The lyapunov function V r (e (i|k)) is designed for each vertex as follows:
Vr(e(i|k))=e(i|k)TPr(k)e(i|k),r=1,…,R (25)
Wherein P r (k) is a symmetric positive definite matrix to be solved, R is the number of vertexes, if the closed-loop system is made asymptotically stable, the Lyapunov function V r (e (i|k)) needs to be satisfied,
Adding the left end of equation (26) from i=1 to +.:
considering the asymptotic stability V r (e (+|k))=0 of the closed-loop system, the above simplification can be achieved in the system modes composed for different vertices For the upper bound of k+1 to infinity, Q e and Q u are the state and control input weighting matrices, respectively:
Further, substituting the state feedback controller u (i|k) =f (k) e (i|k) (24) into the decremental constraint (26) can be obtained:
e(i|k)T{(I+L(i|k)F(k))TP(k)(I+L(i|k)F(k))-P(k)+Qe+F(k)TQuF(k)}e(k+i|k)<0 (29)

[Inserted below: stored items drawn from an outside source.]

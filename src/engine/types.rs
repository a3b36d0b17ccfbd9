//! Core domain types for the binary word reading.

use super::action::{SequenceError, SessionError};
use derive_getters::Getters;
use serde::{Deserialize, Serialize};
use std::str::FromStr;
use strum::{Display, EnumIter, EnumString};
use tracing::instrument;

/// Shortest custom letter sequence accepted from a user.
pub const CUSTOM_SEQUENCE_MIN: usize = 3;

/// Longest custom letter sequence accepted from a user.
pub const CUSTOM_SEQUENCE_MAX: usize = 50;

/// A single binary decision, one per letter in the active sequence.
#[derive(
    Debug, Clone, Copy, PartialEq, Eq, Hash, Serialize, Deserialize, Display, EnumIter, EnumString,
)]
#[strum(ascii_case_insensitive)]
pub enum Choice {
    /// Left side.
    #[serde(rename = "L")]
    #[strum(to_string = "L", serialize = "left")]
    Left,
    /// Right side.
    #[serde(rename = "R")]
    #[strum(to_string = "R", serialize = "right")]
    Right,
}

impl Choice {
    /// Parses a compact choice string such as `"LRRL"`.
    ///
    /// Whitespace and commas are ignored; any other character that is not
    /// `L` or `R` (either case) is rejected.
    #[instrument]
    pub fn parse_sequence(input: &str) -> Result<Vec<Self>, SessionError> {
        input
            .chars()
            .filter(|c| !c.is_whitespace() && *c != ',')
            .map(|c| {
                Choice::from_str(c.encode_utf8(&mut [0; 4])).map_err(|_| {
                    SessionError::InvalidArgument(format!("'{}' is not a choice (use L or R)", c))
                })
            })
            .collect()
    }

    /// Formats a history as a compact string such as `"LRRL"`.
    pub fn format_sequence(history: &[Self]) -> String {
        history.iter().map(|c| c.to_string()).collect()
    }
}

/// A named list of candidate words.
///
/// Words keep their original spelling; all comparisons are case-insensitive.
#[derive(Debug, Clone, PartialEq, Eq, Getters, Serialize, Deserialize)]
pub struct WordList {
    /// Unique identifier used by catalogs and preferences.
    id: String,
    /// Display name.
    name: String,
    /// The words, in presentation order.
    words: Vec<String>,
}

impl WordList {
    /// Creates a new word list.
    #[instrument(skip(id, name, words), fields(id = %id.as_ref()))]
    pub fn new<I, W>(id: impl AsRef<str>, name: impl Into<String>, words: I) -> Self
    where
        I: IntoIterator<Item = W>,
        W: Into<String>,
    {
        Self {
            id: id.as_ref().to_string(),
            name: name.into(),
            words: words.into_iter().map(Into::into).collect(),
        }
    }

    /// Number of words in the list.
    pub fn len(&self) -> usize {
        self.words.len()
    }

    /// Returns true if the list holds no words.
    pub fn is_empty(&self) -> bool {
        self.words.is_empty()
    }
}

/// Ordered letters probed one per step.
///
/// Always holds at least one letter. Letters are compared case-insensitively
/// and displayed in upper case.
#[derive(Debug, Clone, PartialEq, Eq, Serialize, Deserialize)]
#[serde(try_from = "String", into = "String")]
pub struct LetterSequence {
    letters: Vec<char>,
}

impl LetterSequence {
    /// Creates a sequence from any non-empty string.
    ///
    /// Only emptiness is rejected here; use [`LetterSequence::custom`] for
    /// user-entered sequences.
    #[instrument]
    pub fn new(sequence: &str) -> Result<Self, SequenceError> {
        let letters: Vec<char> = sequence.chars().collect();
        if letters.is_empty() {
            return Err(SequenceError::Empty);
        }
        Ok(Self { letters })
    }

    /// Validates a user-entered sequence.
    ///
    /// Surrounding whitespace is trimmed. Each remaining character must be
    /// alphabetic with a single-character upper case; the upper-cased
    /// result must hold 3–50 letters.
    #[instrument]
    pub fn custom(input: &str) -> Result<Self, SequenceError> {
        let mut letters = Vec::new();
        for c in input.trim().chars() {
            if !c.is_alphabetic() {
                return Err(SequenceError::NonAlphabetic(c));
            }
            let mut upper = c.to_uppercase();
            match (upper.next(), upper.next()) {
                (Some(u), None) => letters.push(u),
                _ => return Err(SequenceError::NonAlphabetic(c)),
            }
        }

        let len = letters.len();
        if len < CUSTOM_SEQUENCE_MIN {
            return Err(SequenceError::TooShort {
                len,
                min: CUSTOM_SEQUENCE_MIN,
            });
        }
        if len > CUSTOM_SEQUENCE_MAX {
            return Err(SequenceError::TooLong {
                len,
                max: CUSTOM_SEQUENCE_MAX,
            });
        }

        Ok(Self { letters })
    }

    /// Returns the letters in order.
    pub fn letters(&self) -> &[char] {
        &self.letters
    }

    /// Number of letters, which is also the number of choices in a session.
    pub fn len(&self) -> usize {
        self.letters.len()
    }

    /// Never true for a constructed sequence.
    pub fn is_empty(&self) -> bool {
        self.letters.is_empty()
    }

    /// Returns the letter probed at `step`, if any.
    pub fn get(&self, step: usize) -> Option<char> {
        self.letters.get(step).copied()
    }

    /// Returns the letter at `step` as an upper-case probe string.
    pub(crate) fn probe(&self, step: usize) -> Option<String> {
        self.get(step).map(|c| c.to_uppercase().to_string())
    }
}

impl Default for LetterSequence {
    /// The ten letters matching the initials of the default word list.
    fn default() -> Self {
        Self {
            letters: "NTRLCSEUAI".chars().collect(),
        }
    }
}

impl std::fmt::Display for LetterSequence {
    fn fmt(&self, f: &mut std::fmt::Formatter<'_>) -> std::fmt::Result {
        for letter in &self.letters {
            write!(f, "{}", letter.to_uppercase())?;
        }
        Ok(())
    }
}

impl TryFrom<String> for LetterSequence {
    type Error = SequenceError;

    fn try_from(value: String) -> Result<Self, Self::Error> {
        Self::new(&value)
    }
}

impl From<LetterSequence> for String {
    fn from(sequence: LetterSequence) -> Self {
        sequence.letters.into_iter().collect()
    }
}

/// The two candidate pools derived from a choice history.
#[derive(Debug, Clone, Default, PartialEq, Eq, Getters, Serialize, Deserialize)]
pub struct Pools {
    /// Words matching the Left-pattern reading.
    left: Vec<String>,
    /// Words matching the Right-pattern reading.
    right: Vec<String>,
}

impl Pools {
    /// Both pools equal to the full word list.
    pub fn full(words: &[String]) -> Self {
        Self {
            left: words.to_vec(),
            right: words.to_vec(),
        }
    }

    pub(super) fn push_left(&mut self, word: &str) {
        self.left.push(word.to_string());
    }

    pub(super) fn push_right(&mut self, word: &str) {
        self.right.push(word.to_string());
    }

    /// Consumes the pools, returning `(left, right)`.
    pub fn into_parts(self) -> (Vec<String>, Vec<String>) {
        (self.left, self.right)
    }
}

/// The letter a caller should probe next.
#[derive(Debug, Clone, Copy, PartialEq, Eq, Serialize, Deserialize)]
pub enum CurrentLetter {
    /// The next letter to ask about.
    Letter(char),
    /// Every letter has been used.
    Done,
}

impl CurrentLetter {
    /// Returns the letter, if one remains.
    pub fn letter(self) -> Option<char> {
        match self {
            CurrentLetter::Letter(c) => Some(c),
            CurrentLetter::Done => None,
        }
    }
}

impl std::fmt::Display for CurrentLetter {
    fn fmt(&self, f: &mut std::fmt::Formatter<'_>) -> std::fmt::Result {
        match self {
            CurrentLetter::Letter(c) => write!(f, "{}", c.to_uppercase()),
            CurrentLetter::Done => write!(f, "✓"),
        }
    }
}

According to the nature of a linear system, when each polyhedral vertex satisfies constraint (29), the system model at a future time must satisfy constraint (29), and (29) can be rewritten as follows:
and the following performance requirements are added:
V(0,k)=e(k|k)TP(0|k)e(k|k)<γ (31)
The following optimization problem is established according to (30) and (31), and the following linear matrix inequality is designed:
/>
Wherein,
According to the Shu's index, Q r>0,G+GT>Qr is obtained from the formula (34), and further, the matrixSatisfy non-negative definite, thus
According to equation (35), equation (33) may be converted into:
Taking (36) the left-hand diag { Q rG-T, I, I, I }, the right-hand diag { G -1Qj, I, I, I }, can be equated with (33) the following LMI:
Wherein, G=F -1 Y,
If the optimization problem (32) has a solution Q r, r=1, 2, …, R and a pair of matrices Y, G. To calculateDefine Q m=min[Qr ], available/>Is e (1|k) TPm (k) e (1|k), wherein P m=Qm/gamma;
S42, updating an objective function, and establishing a total linear matrix inequality group (LMIS), wherein the method comprises the following steps:
Considering the current instant k, e (0|k) =e (k) and u (0|k) =u (k), a sort (22) of equations is available,
According to (20), (21), (30) and (38), the AUV visual servoing quasi-maximum-minimum model predictive control problem is expressed as follows:
/>
Further, the following LMIs can be obtained:
in order to make the objective function easier to solve, the objective function of the optimization problem (39) is made to satisfy:
e(k)TQee(k)+u(k)TQuu(k)+e(1|k)TPm(k)e(1|k)≤γ (44)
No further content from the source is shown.